Collected data

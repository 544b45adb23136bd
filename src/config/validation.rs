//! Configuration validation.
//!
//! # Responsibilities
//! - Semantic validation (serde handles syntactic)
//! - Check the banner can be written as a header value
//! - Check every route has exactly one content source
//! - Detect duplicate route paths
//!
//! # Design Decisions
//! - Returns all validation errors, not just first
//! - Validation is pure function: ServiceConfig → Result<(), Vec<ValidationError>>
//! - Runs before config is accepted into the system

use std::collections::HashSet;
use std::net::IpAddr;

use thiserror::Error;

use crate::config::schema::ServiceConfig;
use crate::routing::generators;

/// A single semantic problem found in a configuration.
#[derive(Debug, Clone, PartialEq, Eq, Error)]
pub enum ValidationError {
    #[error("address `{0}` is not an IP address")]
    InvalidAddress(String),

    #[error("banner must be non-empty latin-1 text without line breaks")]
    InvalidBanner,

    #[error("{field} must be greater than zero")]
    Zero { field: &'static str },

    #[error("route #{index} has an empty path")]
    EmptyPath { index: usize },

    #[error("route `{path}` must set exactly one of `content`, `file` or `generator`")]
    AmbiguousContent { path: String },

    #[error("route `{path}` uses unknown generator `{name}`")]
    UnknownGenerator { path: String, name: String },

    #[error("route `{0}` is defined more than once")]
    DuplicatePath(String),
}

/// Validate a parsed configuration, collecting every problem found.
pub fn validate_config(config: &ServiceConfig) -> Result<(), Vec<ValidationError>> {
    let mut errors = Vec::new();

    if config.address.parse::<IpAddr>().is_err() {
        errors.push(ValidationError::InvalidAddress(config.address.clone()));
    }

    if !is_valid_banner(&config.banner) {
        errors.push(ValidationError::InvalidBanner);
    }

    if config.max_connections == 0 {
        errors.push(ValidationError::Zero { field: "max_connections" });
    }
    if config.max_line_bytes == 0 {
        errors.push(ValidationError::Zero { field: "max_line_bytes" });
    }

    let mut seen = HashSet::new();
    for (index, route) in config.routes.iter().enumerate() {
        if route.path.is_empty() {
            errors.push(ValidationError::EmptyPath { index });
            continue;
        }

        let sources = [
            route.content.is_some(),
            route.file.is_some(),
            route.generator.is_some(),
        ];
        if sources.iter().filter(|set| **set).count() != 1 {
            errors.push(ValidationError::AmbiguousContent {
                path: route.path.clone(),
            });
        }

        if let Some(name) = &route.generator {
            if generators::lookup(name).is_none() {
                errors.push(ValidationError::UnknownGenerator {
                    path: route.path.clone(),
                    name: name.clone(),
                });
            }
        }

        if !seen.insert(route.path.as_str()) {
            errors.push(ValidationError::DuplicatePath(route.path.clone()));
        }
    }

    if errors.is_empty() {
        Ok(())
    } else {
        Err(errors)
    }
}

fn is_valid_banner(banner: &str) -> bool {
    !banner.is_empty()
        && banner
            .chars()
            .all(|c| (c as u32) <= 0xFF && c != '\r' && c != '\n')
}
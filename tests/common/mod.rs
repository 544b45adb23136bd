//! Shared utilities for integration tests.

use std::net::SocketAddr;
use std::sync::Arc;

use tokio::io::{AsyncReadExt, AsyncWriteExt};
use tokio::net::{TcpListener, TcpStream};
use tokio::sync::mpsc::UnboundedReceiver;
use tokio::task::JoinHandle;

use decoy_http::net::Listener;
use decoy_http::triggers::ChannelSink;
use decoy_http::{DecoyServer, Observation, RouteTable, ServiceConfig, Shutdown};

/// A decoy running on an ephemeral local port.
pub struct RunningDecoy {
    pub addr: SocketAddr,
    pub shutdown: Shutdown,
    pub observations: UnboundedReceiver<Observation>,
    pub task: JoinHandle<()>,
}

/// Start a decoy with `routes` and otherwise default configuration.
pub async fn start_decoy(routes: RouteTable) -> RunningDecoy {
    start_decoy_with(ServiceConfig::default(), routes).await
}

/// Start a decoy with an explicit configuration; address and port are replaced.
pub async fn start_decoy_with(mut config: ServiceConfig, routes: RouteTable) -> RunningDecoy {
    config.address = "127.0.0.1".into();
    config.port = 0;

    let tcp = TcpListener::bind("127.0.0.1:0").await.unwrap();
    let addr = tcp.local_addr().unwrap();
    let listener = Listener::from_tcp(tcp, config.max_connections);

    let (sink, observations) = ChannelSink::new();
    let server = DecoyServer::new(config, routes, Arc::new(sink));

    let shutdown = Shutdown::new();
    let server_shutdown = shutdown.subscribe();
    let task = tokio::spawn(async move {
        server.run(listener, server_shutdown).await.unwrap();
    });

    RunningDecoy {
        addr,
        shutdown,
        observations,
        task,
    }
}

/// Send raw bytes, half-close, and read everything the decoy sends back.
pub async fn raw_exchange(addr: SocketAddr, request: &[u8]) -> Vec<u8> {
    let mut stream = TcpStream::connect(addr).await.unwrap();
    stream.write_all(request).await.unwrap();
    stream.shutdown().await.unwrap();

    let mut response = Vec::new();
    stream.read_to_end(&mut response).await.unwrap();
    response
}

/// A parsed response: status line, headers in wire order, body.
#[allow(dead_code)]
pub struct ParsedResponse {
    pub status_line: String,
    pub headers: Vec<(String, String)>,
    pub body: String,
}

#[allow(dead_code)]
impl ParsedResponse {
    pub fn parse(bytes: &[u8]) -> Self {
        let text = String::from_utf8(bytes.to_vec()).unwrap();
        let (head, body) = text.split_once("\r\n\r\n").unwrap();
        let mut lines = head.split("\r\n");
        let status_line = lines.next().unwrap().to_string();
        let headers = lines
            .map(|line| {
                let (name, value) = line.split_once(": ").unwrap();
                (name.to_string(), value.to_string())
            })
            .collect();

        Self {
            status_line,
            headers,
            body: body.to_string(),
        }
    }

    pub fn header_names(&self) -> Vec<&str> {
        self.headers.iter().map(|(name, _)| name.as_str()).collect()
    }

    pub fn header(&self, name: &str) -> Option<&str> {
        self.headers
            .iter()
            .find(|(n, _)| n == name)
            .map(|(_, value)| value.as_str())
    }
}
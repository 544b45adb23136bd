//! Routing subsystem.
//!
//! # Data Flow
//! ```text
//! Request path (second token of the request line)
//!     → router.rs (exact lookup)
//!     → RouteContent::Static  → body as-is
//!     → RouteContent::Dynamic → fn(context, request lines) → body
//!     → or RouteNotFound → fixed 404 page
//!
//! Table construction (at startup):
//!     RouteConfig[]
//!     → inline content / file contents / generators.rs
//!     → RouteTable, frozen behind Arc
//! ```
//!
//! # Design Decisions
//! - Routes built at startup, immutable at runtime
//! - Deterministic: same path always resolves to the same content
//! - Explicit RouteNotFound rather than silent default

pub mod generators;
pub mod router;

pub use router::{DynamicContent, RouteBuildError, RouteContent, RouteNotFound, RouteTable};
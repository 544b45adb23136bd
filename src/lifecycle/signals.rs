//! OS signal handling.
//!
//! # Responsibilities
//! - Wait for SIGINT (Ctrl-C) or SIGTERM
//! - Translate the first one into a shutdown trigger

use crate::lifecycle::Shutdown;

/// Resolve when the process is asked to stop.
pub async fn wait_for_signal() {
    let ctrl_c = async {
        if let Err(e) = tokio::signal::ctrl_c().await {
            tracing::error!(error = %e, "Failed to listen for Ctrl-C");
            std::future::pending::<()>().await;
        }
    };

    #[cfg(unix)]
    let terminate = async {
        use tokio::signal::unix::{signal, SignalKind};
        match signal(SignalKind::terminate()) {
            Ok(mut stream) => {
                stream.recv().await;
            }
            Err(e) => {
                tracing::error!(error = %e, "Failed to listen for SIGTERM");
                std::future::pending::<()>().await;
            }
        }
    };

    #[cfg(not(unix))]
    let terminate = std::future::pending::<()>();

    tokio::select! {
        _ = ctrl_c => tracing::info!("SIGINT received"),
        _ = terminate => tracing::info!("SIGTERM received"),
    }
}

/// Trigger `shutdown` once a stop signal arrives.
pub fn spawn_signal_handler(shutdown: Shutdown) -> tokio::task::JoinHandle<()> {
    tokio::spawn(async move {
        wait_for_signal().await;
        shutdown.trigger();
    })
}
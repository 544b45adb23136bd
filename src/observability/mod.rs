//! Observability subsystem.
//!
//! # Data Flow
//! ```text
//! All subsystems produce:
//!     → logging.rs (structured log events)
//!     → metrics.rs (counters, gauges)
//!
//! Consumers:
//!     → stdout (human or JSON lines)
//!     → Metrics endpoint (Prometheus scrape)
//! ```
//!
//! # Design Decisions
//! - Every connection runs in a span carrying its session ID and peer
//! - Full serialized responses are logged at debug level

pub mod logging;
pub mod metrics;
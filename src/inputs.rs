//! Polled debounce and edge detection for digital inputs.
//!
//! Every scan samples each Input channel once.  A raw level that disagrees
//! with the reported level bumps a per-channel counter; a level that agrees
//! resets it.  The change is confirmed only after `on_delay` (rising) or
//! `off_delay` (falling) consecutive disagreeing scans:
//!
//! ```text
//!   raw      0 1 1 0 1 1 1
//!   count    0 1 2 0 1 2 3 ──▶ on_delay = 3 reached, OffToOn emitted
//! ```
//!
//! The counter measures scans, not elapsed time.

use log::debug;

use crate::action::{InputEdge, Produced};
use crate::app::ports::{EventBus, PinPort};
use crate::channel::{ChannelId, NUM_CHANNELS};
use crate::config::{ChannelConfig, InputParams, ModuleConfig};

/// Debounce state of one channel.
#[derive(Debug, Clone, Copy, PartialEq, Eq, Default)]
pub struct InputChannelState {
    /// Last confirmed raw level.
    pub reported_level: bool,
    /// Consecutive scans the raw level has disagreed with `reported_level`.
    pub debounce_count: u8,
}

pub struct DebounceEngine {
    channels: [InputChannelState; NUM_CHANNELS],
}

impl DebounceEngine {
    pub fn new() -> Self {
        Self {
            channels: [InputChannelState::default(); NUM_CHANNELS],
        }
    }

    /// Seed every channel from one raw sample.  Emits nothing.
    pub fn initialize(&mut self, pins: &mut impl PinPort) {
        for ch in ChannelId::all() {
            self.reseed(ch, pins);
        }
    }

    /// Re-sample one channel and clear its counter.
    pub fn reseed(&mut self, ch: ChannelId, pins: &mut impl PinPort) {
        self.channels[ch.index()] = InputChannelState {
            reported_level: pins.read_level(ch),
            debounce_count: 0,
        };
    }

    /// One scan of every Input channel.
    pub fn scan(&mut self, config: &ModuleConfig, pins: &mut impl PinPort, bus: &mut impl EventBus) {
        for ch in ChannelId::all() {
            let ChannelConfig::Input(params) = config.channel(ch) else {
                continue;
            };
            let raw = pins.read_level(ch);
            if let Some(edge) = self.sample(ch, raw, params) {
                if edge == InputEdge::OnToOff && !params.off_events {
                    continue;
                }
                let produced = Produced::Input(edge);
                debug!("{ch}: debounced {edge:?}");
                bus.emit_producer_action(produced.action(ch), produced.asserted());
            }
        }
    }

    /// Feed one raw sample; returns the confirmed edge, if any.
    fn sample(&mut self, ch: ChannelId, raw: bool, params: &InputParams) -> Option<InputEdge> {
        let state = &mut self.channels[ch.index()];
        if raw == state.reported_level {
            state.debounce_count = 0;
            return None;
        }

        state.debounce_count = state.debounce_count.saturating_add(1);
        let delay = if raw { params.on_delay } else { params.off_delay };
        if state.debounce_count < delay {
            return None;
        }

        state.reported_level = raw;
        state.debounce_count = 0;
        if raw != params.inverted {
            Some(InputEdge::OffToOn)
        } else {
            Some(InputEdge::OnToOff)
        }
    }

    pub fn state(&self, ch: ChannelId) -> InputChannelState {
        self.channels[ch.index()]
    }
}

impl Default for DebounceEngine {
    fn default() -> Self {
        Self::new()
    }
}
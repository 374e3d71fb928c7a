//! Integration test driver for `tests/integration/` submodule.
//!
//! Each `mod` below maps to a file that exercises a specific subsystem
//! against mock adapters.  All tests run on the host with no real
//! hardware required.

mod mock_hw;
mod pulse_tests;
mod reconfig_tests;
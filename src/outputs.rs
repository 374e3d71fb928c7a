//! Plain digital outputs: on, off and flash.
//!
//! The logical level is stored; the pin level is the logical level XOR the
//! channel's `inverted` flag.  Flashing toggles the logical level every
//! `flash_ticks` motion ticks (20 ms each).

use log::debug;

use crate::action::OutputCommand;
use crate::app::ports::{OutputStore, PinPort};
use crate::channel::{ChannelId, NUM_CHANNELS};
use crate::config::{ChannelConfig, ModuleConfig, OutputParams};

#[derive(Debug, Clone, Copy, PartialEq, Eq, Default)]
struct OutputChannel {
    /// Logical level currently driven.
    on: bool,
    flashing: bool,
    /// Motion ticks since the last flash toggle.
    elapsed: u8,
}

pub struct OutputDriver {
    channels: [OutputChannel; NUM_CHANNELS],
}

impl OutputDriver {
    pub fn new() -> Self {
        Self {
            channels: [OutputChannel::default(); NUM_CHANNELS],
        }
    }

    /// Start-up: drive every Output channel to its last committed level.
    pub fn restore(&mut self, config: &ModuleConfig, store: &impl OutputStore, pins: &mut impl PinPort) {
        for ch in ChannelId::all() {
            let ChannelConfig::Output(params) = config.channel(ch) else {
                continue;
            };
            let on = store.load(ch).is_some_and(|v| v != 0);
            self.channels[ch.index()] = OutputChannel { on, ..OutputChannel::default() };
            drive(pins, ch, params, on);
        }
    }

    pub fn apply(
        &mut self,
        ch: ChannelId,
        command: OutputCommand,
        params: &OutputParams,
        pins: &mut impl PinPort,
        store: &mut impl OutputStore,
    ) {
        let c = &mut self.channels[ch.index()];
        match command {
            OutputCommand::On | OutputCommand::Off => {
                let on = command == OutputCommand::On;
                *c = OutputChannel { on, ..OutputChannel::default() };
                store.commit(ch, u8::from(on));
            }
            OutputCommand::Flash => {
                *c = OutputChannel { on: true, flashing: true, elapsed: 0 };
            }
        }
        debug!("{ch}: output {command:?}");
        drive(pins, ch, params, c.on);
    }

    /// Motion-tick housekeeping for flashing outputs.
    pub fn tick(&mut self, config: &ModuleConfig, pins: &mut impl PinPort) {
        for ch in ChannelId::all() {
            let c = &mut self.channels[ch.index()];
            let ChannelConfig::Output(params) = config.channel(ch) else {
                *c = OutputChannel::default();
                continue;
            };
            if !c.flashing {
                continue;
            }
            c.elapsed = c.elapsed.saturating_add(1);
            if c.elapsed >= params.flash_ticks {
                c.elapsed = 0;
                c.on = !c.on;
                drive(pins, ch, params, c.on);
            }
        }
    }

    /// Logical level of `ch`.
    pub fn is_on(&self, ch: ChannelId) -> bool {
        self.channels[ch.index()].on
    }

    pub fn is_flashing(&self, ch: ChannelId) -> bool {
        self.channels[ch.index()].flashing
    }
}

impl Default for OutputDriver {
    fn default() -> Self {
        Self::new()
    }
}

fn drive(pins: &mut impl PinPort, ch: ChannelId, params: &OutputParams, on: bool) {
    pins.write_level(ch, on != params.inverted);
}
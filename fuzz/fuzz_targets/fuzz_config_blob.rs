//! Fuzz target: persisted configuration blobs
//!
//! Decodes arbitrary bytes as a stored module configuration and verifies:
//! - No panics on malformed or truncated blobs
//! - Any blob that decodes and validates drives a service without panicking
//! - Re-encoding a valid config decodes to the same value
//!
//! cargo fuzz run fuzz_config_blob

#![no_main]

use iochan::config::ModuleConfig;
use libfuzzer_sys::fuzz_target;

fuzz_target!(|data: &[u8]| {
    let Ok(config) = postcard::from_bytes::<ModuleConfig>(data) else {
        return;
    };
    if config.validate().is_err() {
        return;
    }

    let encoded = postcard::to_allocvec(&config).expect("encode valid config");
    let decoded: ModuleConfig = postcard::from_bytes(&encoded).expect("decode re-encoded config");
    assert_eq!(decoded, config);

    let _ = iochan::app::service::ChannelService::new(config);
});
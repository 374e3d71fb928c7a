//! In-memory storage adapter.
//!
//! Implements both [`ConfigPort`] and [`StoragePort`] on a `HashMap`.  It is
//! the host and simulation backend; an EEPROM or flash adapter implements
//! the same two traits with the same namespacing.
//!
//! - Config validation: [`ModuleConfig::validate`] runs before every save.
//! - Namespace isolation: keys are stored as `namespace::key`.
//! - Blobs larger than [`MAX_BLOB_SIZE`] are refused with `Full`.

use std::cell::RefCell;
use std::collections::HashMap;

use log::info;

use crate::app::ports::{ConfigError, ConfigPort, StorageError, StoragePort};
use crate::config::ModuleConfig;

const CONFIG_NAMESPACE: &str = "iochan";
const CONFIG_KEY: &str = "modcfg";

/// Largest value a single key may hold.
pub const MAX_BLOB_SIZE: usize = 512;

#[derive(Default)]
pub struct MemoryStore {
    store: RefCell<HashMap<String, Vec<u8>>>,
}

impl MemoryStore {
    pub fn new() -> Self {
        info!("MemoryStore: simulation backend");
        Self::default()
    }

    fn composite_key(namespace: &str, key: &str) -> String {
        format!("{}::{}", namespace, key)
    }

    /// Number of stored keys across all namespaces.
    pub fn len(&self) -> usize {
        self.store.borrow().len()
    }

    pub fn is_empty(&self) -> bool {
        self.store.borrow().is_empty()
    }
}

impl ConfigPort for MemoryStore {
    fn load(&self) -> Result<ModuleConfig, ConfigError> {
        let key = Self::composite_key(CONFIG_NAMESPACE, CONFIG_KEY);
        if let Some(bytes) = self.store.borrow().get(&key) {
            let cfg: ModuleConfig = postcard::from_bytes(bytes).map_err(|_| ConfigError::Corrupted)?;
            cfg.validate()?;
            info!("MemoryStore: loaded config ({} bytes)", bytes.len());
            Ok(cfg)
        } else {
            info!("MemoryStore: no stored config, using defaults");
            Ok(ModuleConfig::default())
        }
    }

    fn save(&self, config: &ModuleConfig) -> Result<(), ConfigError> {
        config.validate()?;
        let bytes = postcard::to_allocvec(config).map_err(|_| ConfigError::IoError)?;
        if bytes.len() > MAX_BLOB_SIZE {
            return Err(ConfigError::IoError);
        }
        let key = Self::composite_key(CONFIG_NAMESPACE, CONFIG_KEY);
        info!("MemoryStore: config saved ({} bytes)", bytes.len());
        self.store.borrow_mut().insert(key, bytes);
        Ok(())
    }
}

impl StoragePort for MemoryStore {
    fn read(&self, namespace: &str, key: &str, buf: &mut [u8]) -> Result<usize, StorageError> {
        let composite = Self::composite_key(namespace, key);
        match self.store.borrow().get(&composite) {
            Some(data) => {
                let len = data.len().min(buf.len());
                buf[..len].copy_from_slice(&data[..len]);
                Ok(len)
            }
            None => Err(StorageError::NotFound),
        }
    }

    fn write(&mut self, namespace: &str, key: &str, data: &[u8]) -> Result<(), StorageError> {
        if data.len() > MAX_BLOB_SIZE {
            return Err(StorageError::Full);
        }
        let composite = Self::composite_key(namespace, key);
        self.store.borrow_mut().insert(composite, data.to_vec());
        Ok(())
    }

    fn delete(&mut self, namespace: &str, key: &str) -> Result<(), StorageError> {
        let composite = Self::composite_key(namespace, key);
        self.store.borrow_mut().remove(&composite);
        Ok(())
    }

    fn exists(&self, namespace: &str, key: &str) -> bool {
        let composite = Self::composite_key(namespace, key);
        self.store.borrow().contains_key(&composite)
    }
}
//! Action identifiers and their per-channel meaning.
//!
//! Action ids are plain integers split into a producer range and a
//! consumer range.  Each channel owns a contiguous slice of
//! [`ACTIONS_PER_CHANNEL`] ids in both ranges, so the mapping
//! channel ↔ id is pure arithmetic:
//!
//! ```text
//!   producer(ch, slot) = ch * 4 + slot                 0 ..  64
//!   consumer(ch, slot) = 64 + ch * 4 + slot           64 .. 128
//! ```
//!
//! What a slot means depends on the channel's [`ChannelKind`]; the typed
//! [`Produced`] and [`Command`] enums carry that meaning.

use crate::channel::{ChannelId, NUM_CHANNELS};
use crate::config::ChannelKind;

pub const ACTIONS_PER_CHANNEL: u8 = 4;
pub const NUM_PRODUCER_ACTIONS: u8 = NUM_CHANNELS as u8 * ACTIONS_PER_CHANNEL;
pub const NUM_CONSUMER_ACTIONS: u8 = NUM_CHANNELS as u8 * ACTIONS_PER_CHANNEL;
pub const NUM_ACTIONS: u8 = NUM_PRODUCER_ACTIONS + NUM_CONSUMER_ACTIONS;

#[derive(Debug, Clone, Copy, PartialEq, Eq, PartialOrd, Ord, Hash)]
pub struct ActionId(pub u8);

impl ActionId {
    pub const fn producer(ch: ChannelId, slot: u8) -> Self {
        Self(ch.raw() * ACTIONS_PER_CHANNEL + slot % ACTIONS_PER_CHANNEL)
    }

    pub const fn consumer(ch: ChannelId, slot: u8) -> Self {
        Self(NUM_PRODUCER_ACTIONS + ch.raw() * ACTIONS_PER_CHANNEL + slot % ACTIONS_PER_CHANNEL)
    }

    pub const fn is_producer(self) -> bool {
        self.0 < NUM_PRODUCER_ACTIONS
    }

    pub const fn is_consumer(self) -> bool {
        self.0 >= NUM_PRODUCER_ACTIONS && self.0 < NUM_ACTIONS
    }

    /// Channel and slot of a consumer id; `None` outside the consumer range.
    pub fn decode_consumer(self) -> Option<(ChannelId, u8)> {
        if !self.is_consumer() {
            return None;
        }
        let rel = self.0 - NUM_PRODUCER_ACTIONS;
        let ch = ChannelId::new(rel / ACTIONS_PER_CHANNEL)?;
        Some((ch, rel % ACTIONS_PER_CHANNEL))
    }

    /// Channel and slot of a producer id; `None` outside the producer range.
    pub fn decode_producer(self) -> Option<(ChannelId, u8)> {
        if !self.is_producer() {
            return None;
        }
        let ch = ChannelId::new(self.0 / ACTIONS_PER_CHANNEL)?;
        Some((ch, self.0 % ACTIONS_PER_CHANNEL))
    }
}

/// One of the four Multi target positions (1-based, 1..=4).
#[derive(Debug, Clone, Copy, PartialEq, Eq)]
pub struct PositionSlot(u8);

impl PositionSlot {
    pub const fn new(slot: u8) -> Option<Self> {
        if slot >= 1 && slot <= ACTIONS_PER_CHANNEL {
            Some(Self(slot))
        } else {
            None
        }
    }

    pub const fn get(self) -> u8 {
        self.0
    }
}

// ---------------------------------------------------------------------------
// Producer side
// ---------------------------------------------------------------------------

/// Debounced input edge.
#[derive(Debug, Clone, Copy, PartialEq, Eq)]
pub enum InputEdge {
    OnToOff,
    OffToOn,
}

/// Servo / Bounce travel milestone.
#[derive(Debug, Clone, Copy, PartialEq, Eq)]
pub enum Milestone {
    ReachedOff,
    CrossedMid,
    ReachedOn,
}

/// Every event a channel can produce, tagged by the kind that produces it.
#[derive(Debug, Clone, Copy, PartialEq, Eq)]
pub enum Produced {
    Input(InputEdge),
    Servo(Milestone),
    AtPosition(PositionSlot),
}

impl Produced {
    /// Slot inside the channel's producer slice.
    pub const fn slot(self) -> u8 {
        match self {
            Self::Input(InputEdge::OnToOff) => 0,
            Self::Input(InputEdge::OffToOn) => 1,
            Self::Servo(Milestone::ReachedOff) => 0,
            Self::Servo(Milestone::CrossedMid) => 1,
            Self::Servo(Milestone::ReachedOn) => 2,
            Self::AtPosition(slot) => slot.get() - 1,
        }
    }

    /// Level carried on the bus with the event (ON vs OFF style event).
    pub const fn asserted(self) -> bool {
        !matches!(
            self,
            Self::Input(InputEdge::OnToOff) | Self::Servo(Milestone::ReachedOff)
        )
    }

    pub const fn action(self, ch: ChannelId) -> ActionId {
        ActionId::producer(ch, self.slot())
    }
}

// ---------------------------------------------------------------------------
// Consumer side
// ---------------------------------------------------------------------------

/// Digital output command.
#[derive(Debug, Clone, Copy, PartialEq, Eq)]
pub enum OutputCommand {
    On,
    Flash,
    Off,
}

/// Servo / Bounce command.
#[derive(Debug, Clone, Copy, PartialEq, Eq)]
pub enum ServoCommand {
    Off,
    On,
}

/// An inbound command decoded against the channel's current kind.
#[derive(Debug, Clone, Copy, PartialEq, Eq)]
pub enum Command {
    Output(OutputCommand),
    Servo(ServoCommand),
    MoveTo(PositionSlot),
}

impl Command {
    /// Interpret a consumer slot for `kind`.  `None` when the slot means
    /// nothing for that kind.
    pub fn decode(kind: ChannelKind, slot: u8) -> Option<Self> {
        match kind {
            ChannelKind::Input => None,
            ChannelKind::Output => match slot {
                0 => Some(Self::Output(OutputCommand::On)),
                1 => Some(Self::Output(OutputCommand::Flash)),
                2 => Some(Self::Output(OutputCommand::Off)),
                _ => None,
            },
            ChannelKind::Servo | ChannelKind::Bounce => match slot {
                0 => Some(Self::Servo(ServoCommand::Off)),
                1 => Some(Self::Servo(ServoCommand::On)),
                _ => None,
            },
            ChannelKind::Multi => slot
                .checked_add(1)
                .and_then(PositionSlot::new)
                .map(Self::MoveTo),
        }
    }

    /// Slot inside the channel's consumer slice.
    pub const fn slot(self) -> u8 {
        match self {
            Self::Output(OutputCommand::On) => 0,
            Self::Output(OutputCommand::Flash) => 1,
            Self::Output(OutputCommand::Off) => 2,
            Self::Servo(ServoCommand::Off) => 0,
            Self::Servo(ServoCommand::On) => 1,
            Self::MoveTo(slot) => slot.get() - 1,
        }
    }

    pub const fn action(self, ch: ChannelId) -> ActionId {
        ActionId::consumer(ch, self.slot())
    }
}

§ **Problem requirements**
Filter the records above for lines with "Failed".

§ **Output of the exercise**
            tracing::error!(error = %e, "Failed to listen for Ctrl-C");
                tracing::error!(error = %e, "Failed to listen for SIGTERM");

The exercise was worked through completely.